Coach Stuart Lancaster originally made six changes to the tourists’ line-up for Saturday’s match in Port Elizabeth, but Joe Marler came back into the starting XV after his replacement Alex Corbisiero was ruled out through injury.
Among the five changes from the team which lost the second Test 36-27 in Johannesburg are No.8 Waldrom and scrum-half Care, with Ben Morgan and the injured Ben Youngs dropping out.
Speaking to Eurosport before the team was announced, Wilkinson had his say on the incoming duo.
“Danny Care I know well from my time with him in club rugby and is a hugely dangerous player,” said Wilkinson. “He reads the ruck defence so well and has the energy to take the game to them.
“Thomas Waldrom was an ever-present in the build-up to the 2011 World Cup. He is a talented ball-player and difficult to stop.
“He also has huge intelligence – what to do, when to do it and how. That is difficult to coach, performing like that under pressure.”
The fly-half, who kicked England to glory in the 2003 World Cup and is the nation’s leading Test points scorer, also backed Dylan Hartley to thrive in the captain’s role vacated by injured flanker Chris Robshaw.
“It’s a tough situation [with the injuries],” he continued. “Chris Robshaw and Ben Youngs are great players and have an enormous influence on the team.
“But someone will come in with a slightly different way of playing – in international rugby you can’t afford to have too much difference in your overall level when this happens.
“In 2000-1 Martin Johnson was out for a while and there is no one better in that position, or as a captain – but Simon Shaw stepped in and took over. The world’s best teams get on with the job. No matter what, as an England team you must be there or thereabouts for the victory at the end of the game.
“Dylan Hartley has great experience and is seriously passionate. As a leader on the pitch, it is massively important how the players respond to you as a captain.
“[When I was captain] I tried to allow it to give confidence to those around me, explaining what to do and how when needed.”
His former team-mate at Newcastle Toby Flood was preferred to first Test starter Owen Farrell in the No.10 playmaking role in Johannesburg. Wilkinson sees a star of the future in Farrell.
“Owen Farrell is a massive boost for us and will be a huge player,” he said. “Someone that committed and mentally tough at that age – it takes years and years normally to develop resilience to that level of pressure.
“[But] putting Floody in there is the right call at the moment. I know him very well - and he is enormously talented and deserves to play.”
It is Wilkinson’s opinion that a tour in South Africa is as difficult as it gets in Test rugby; as such, losing both opening Tests is not the end of the world for Lancaster’s men.
“There are certain positives to take from the opening losses, although an international rugby player would never openly agree that any kind of a victory could be taken from defeat,” he said.

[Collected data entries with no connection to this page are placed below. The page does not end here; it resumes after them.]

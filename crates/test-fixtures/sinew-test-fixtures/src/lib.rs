//! Canned canvases shared by the integration tests.

use sinew_api_core::{Angle, Bone, Time, Value, ValueType, Vec2};
use sinew_graph_core::{Canvas, Interpolation, NodeId};

/// An animated real with linear waypoints at the given `(time, value)`
/// pairs.
pub fn linear_real_track(canvas: &mut Canvas, keys: &[(f64, f64)]) -> NodeId {
    let node = canvas
        .add_animated(ValueType::Real)
        .expect("reals are animatable");
    for (time, value) in keys {
        let id = canvas
            .new_waypoint(node, Time(*time), Value::Real(*value))
            .expect("fixture waypoints are distinct");
        canvas
            .update_waypoint(node, id, |w| {
                w.before = Interpolation::Linear;
                w.after = Interpolation::Linear;
            })
            .unwrap();
    }
    node
}

/// A two-bone chain: a root-parented bone and a child hanging off it.
/// Returns `(parent, child)`.
pub fn two_bone_chain(
    canvas: &mut Canvas,
    parent_angle: Angle,
    parent_length: f64,
    child_origin: Vec2,
    child_length: f64,
) -> (NodeId, NodeId) {
    let mut parent = Bone::default();
    parent.name = "parent".to_string();
    parent.angle = parent_angle;
    parent.set_length(parent_length);
    let parent_node = canvas.add_bone(&parent);

    let mut child = Bone::default();
    child.name = "child".to_string();
    child.origin = child_origin;
    child.set_length(child_length);
    child.parent = Some(parent_node.into());
    let child_node = canvas.add_bone(&child);

    (parent_node, child_node)
}

/// A dynamic list of constant reals, one entry per value, no activepoints.
pub fn real_dynamic_list(canvas: &mut Canvas, values: &[f64]) -> NodeId {
    let list = canvas.add_dynamic_list(ValueType::Real);
    for v in values {
        let node = canvas.add_const(Value::Real(*v));
        canvas.list_add(list, node, None).unwrap();
    }
    list
}
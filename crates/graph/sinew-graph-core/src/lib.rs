//! sinew-graph-core: the value-node graph and skeletal evaluation engine.
//!
//! A canvas owns a DAG of typed, time-parameterized value nodes. Consumers
//! call [`Canvas::value`] on a root node; evaluation recurses depth-first
//! through the links, bottoming out at constants and bone chains, and is a
//! pure function of the query time and the current wiring.

pub mod canvas;
pub mod compat;
pub mod config;
pub mod error;
pub mod eval;
pub mod registry;
pub mod types;

/// Format version stamped on newly created canvases.
pub const CURRENT_CANVAS_VERSION: &str = "1.2";

pub use canvas::{is_animatable, is_arithmetic, is_orderable, is_transformable, Canvas};
pub use config::EvalConfig;
pub use error::GraphError;
pub use eval::{amount_at_time, status_at_time, InverseStatus};
pub use registry::{check_type, NodeFactory, NodeRegistry};
pub use types::{
    Activepoint, AnimatedData, DynamicListData, Interpolation, LinkSlot, ListEntry, ListFlavor,
    Node, NodeId, NodeKind, SlotType, StaticListData, Waypoint, WaypointLink,
};
//! Angle: stored in radians, positive counter-clockwise.
//!
//! Differences do not wrap: interpolating from 359 degrees to 1 degree is a
//! 358 degree sweep unless the document migration in the graph layer has
//! normalized the waypoints. Shortest-arc logic exists only in `wrapped_dist`.

use serde::{Deserialize, Serialize};
use std::f64::consts::PI;
use std::ops::{Add, Mul, Neg, Sub};

#[derive(Copy, Clone, Debug, Default, PartialEq, PartialOrd, Serialize, Deserialize)]
pub struct Angle(f64);

impl Angle {
    pub fn rad(radians: f64) -> Self {
        Angle(radians)
    }

    pub fn deg(degrees: f64) -> Self {
        Angle(degrees * PI / 180.0)
    }

    pub fn zero() -> Self {
        Angle(0.0)
    }

    pub fn as_rad(self) -> f64 {
        self.0
    }

    pub fn as_deg(self) -> f64 {
        self.0 * 180.0 / PI
    }

    pub fn sin(self) -> f64 {
        self.0.sin()
    }

    pub fn cos(self) -> f64 {
        self.0.cos()
    }

    /// Plain (non-wrapping) difference, `self - rhs`.
    pub fn dist(self, rhs: Angle) -> Angle {
        Angle(self.0 - rhs.0)
    }

    /// Shortest-arc difference in (-PI, PI]. Only the version-0.1 angle
    /// migration uses this.
    pub fn wrapped_dist(self, rhs: Angle) -> Angle {
        let mut d = self.0 - rhs.0;
        while d > PI {
            d -= 2.0 * PI;
        }
        while d <= -PI {
            d += 2.0 * PI;
        }
        Angle(d)
    }
}

impl Add for Angle {
    type Output = Angle;
    fn add(self, rhs: Angle) -> Angle {
        Angle(self.0 + rhs.0)
    }
}

impl Sub for Angle {
    type Output = Angle;
    fn sub(self, rhs: Angle) -> Angle {
        Angle(self.0 - rhs.0)
    }
}

impl Neg for Angle {
    type Output = Angle;
    fn neg(self) -> Angle {
        Angle(-self.0)
    }
}

impl Mul<f64> for Angle {
    type Output = Angle;
    fn mul(self, rhs: f64) -> Angle {
        Angle(self.0 * rhs)
    }
}
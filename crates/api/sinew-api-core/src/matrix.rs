//! 2D affine matrix, 3x3 with row-vector convention.
//!
//! Points transform as row vectors (`v' = v . M`), so the translation lives
//! in the third row and `a * b` applies `a` to the point first, then `b`.
//! Bone compositions read left-to-right in application order.

use crate::angle::Angle;
use crate::vector::Vec2;
use serde::{Deserialize, Serialize};
use std::ops::{Add, AddAssign, Mul};

#[derive(Copy, Clone, Debug, PartialEq, Serialize, Deserialize)]
pub struct Matrix {
    pub m00: f64,
    pub m01: f64,
    pub m02: f64,
    pub m10: f64,
    pub m11: f64,
    pub m12: f64,
    pub m20: f64,
    pub m21: f64,
    pub m22: f64,
}

impl Default for Matrix {
    fn default() -> Self {
        Matrix::identity()
    }
}

impl Matrix {
    pub fn identity() -> Self {
        Matrix {
            m00: 1.0,
            m01: 0.0,
            m02: 0.0,
            m10: 0.0,
            m11: 1.0,
            m12: 0.0,
            m20: 0.0,
            m21: 0.0,
            m22: 1.0,
        }
    }

    pub fn zero() -> Self {
        Matrix {
            m00: 0.0,
            m01: 0.0,
            m02: 0.0,
            m10: 0.0,
            m11: 0.0,
            m12: 0.0,
            m20: 0.0,
            m21: 0.0,
            m22: 0.0,
        }
    }

    /// Build from basis rows and a translation row.
    pub fn from_axes(axis_x: Vec2, axis_y: Vec2, offset: Vec2) -> Self {
        Matrix {
            m00: axis_x.x,
            m01: axis_x.y,
            m02: 0.0,
            m10: axis_y.x,
            m11: axis_y.y,
            m12: 0.0,
            m20: offset.x,
            m21: offset.y,
            m22: 1.0,
        }
    }

    pub fn rotate(angle: Angle) -> Self {
        let c = angle.cos();
        let s = angle.sin();
        Matrix {
            m00: c,
            m01: s,
            m02: 0.0,
            m10: -s,
            m11: c,
            m12: 0.0,
            m20: 0.0,
            m21: 0.0,
            m22: 1.0,
        }
    }

    pub fn scale(sx: f64, sy: f64) -> Self {
        Matrix {
            m00: sx,
            m01: 0.0,
            m02: 0.0,
            m10: 0.0,
            m11: sy,
            m12: 0.0,
            m20: 0.0,
            m21: 0.0,
            m22: 1.0,
        }
    }

    pub fn translate(t: Vec2) -> Self {
        Matrix {
            m00: 1.0,
            m01: 0.0,
            m02: 0.0,
            m10: 0.0,
            m11: 1.0,
            m12: 0.0,
            m20: t.x,
            m21: t.y,
            m22: 1.0,
        }
    }

    pub fn axis_x(&self) -> Vec2 {
        Vec2::new(self.m00, self.m01)
    }

    pub fn axis_y(&self) -> Vec2 {
        Vec2::new(self.m10, self.m11)
    }

    pub fn offset(&self) -> Vec2 {
        Vec2::new(self.m20, self.m21)
    }

    /// Transform a point (translation applied).
    pub fn transform_point(&self, v: Vec2) -> Vec2 {
        Vec2::new(
            v.x * self.m00 + v.y * self.m10 + self.m20,
            v.x * self.m01 + v.y * self.m11 + self.m21,
        )
    }

    /// Transform a direction (translation ignored).
    pub fn transform_vector(&self, v: Vec2) -> Vec2 {
        Vec2::new(
            v.x * self.m00 + v.y * self.m10,
            v.x * self.m01 + v.y * self.m11,
        )
    }

    pub fn is_invertible(&self) -> bool {
        (self.m00 * self.m11 - self.m01 * self.m10).abs() > 1e-12
    }

    /// Inverse of an affine matrix (third column assumed (0, 0, 1)).
    pub fn inverted(&self) -> Matrix {
        let det = self.m00 * self.m11 - self.m01 * self.m10;
        if det.abs() <= 1e-12 {
            return Matrix::identity();
        }
        let inv = 1.0 / det;
        let m00 = self.m11 * inv;
        let m01 = -self.m01 * inv;
        let m10 = -self.m10 * inv;
        let m11 = self.m00 * inv;
        let m20 = -(self.m20 * m00 + self.m21 * m10);
        let m21 = -(self.m20 * m01 + self.m21 * m11);
        Matrix {
            m00,
            m01,
            m02: 0.0,
            m10,
            m11,
            m12: 0.0,
            m20,
            m21,
            m22: 1.0,
        }
    }
}

impl Mul for Matrix {
    type Output = Matrix;

    /// Row-vector product: `(a * b).transform_point(p)` equals
    /// `b.transform_point(a.transform_point(p))`.
    fn mul(self, rhs: Matrix) -> Matrix {
        let a = &self;
        let b = &rhs;
        Matrix {
            m00: a.m00 * b.m00 + a.m01 * b.m10 + a.m02 * b.m20,
            m01: a.m00 * b.m01 + a.m01 * b.m11 + a.m02 * b.m21,
            m02: a.m00 * b.m02 + a.m01 * b.m12 + a.m02 * b.m22,
            m10: a.m10 * b.m00 + a.m11 * b.m10 + a.m12 * b.m20,
            m11: a.m10 * b.m01 + a.m11 * b.m11 + a.m12 * b.m21,
            m12: a.m10 * b.m02 + a.m11 * b.m12 + a.m12 * b.m22,
            m20: a.m20 * b.m00 + a.m21 * b.m10 + a.m22 * b.m20,
            m21: a.m20 * b.m01 + a.m21 * b.m11 + a.m22 * b.m21,
            m22: a.m20 * b.m02 + a.m21 * b.m12 + a.m22 * b.m22,
        }
    }
}

impl Mul<f64> for Matrix {
    type Output = Matrix;
    fn mul(self, k: f64) -> Matrix {
        Matrix {
            m00: self.m00 * k,
            m01: self.m01 * k,
            m02: self.m02 * k,
            m10: self.m10 * k,
            m11: self.m11 * k,
            m12: self.m12 * k,
            m20: self.m20 * k,
            m21: self.m21 * k,
            m22: self.m22 * k,
        }
    }
}

impl Add for Matrix {
    type Output = Matrix;
    fn add(self, rhs: Matrix) -> Matrix {
        Matrix {
            m00: self.m00 + rhs.m00,
            m01: self.m01 + rhs.m01,
            m02: self.m02 + rhs.m02,
            m10: self.m10 + rhs.m10,
            m11: self.m11 + rhs.m11,
            m12: self.m12 + rhs.m12,
            m20: self.m20 + rhs.m20,
            m21: self.m21 + rhs.m21,
            m22: self.m22 + rhs.m22,
        }
    }
}

impl AddAssign for Matrix {
    fn add_assign(&mut self, rhs: Matrix) {
        *self = *self + rhs;
    }
}

#[cfg(test)]
mod tests {
    use super::*;

    fn close(a: Vec2, b: Vec2) {
        assert!((a - b).mag() < 1e-9, "left={a:?} right={b:?}");
    }

    #[test]
    fn product_applies_left_first() {
        let m = Matrix::translate(Vec2::new(10.0, 0.0)) * Matrix::rotate(Angle::deg(90.0));
        close(m.transform_point(Vec2::new(5.0, 0.0)), Vec2::new(0.0, 15.0));
    }

    #[test]
    fn affine_inverse_round_trips() {
        let m = Matrix::scale(2.0, 3.0) * Matrix::rotate(Angle::deg(30.0))
            * Matrix::translate(Vec2::new(-1.0, 4.0));
        let p = Vec2::new(0.7, -2.3);
        close(m.inverted().transform_point(m.transform_point(p)), p);
    }
}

“There is no tougher place than South Africa, up in the highlands, from a physical point of view. It’s about fronting up to it for 80-85 minutes – you can’t think of your own wellbeing. The pace these big guys come at you with you have to match, and take it even further.
“It has been a huge effort from the squad and takes them to a crucial point in their development, if those players look back and think ‘we honestly should have had a different result’.
“That is key - if they are certain they can mix it with the Springboks. However each game becomes progressively more crucial as you require consistency of performance, regardless of injuries picked up or anything that happens with the referees.”
And Wilkinson is impressed with what he has seen from the England head coach so far. Lancaster took over following the World Cup debacle under Martin Johnson and came close to securing the Six Nations title before he was given the job full-time.
“Stuart has done really good,” he added. “I had a long chat with him and Simon Shaw at Toulon before the campaign and I was impressed by his whole approach: it is very well constructed.
“He is very appreciative of who he is dealing with player-wise – the identity they bring to the dressing room – and what it takes to win.
“He is someone who knows how to set and achieve his goals.”
Wilkinson, who has retired from international rugby but plans another title assault with Toulon next season – they lost in the Top 14 final – has been doing some coaching of his own recently.
“I went down to coach the Southwark Tigers with Vernon Neve-Dunn as part of a Gillette campaign celebrating coaches,” he revealed.
“Anything that Vernon could do to give youngsters the opportunity to express themselves on the rugby pitch, he does. I was his assistant for the day and found he had infectious enthusiasm - a real inspiration for them.
“He is determined to set the guys off on an incredible path. It’s about life skills and working together in a team: getting stuck in and doing your bit for your team-mates.”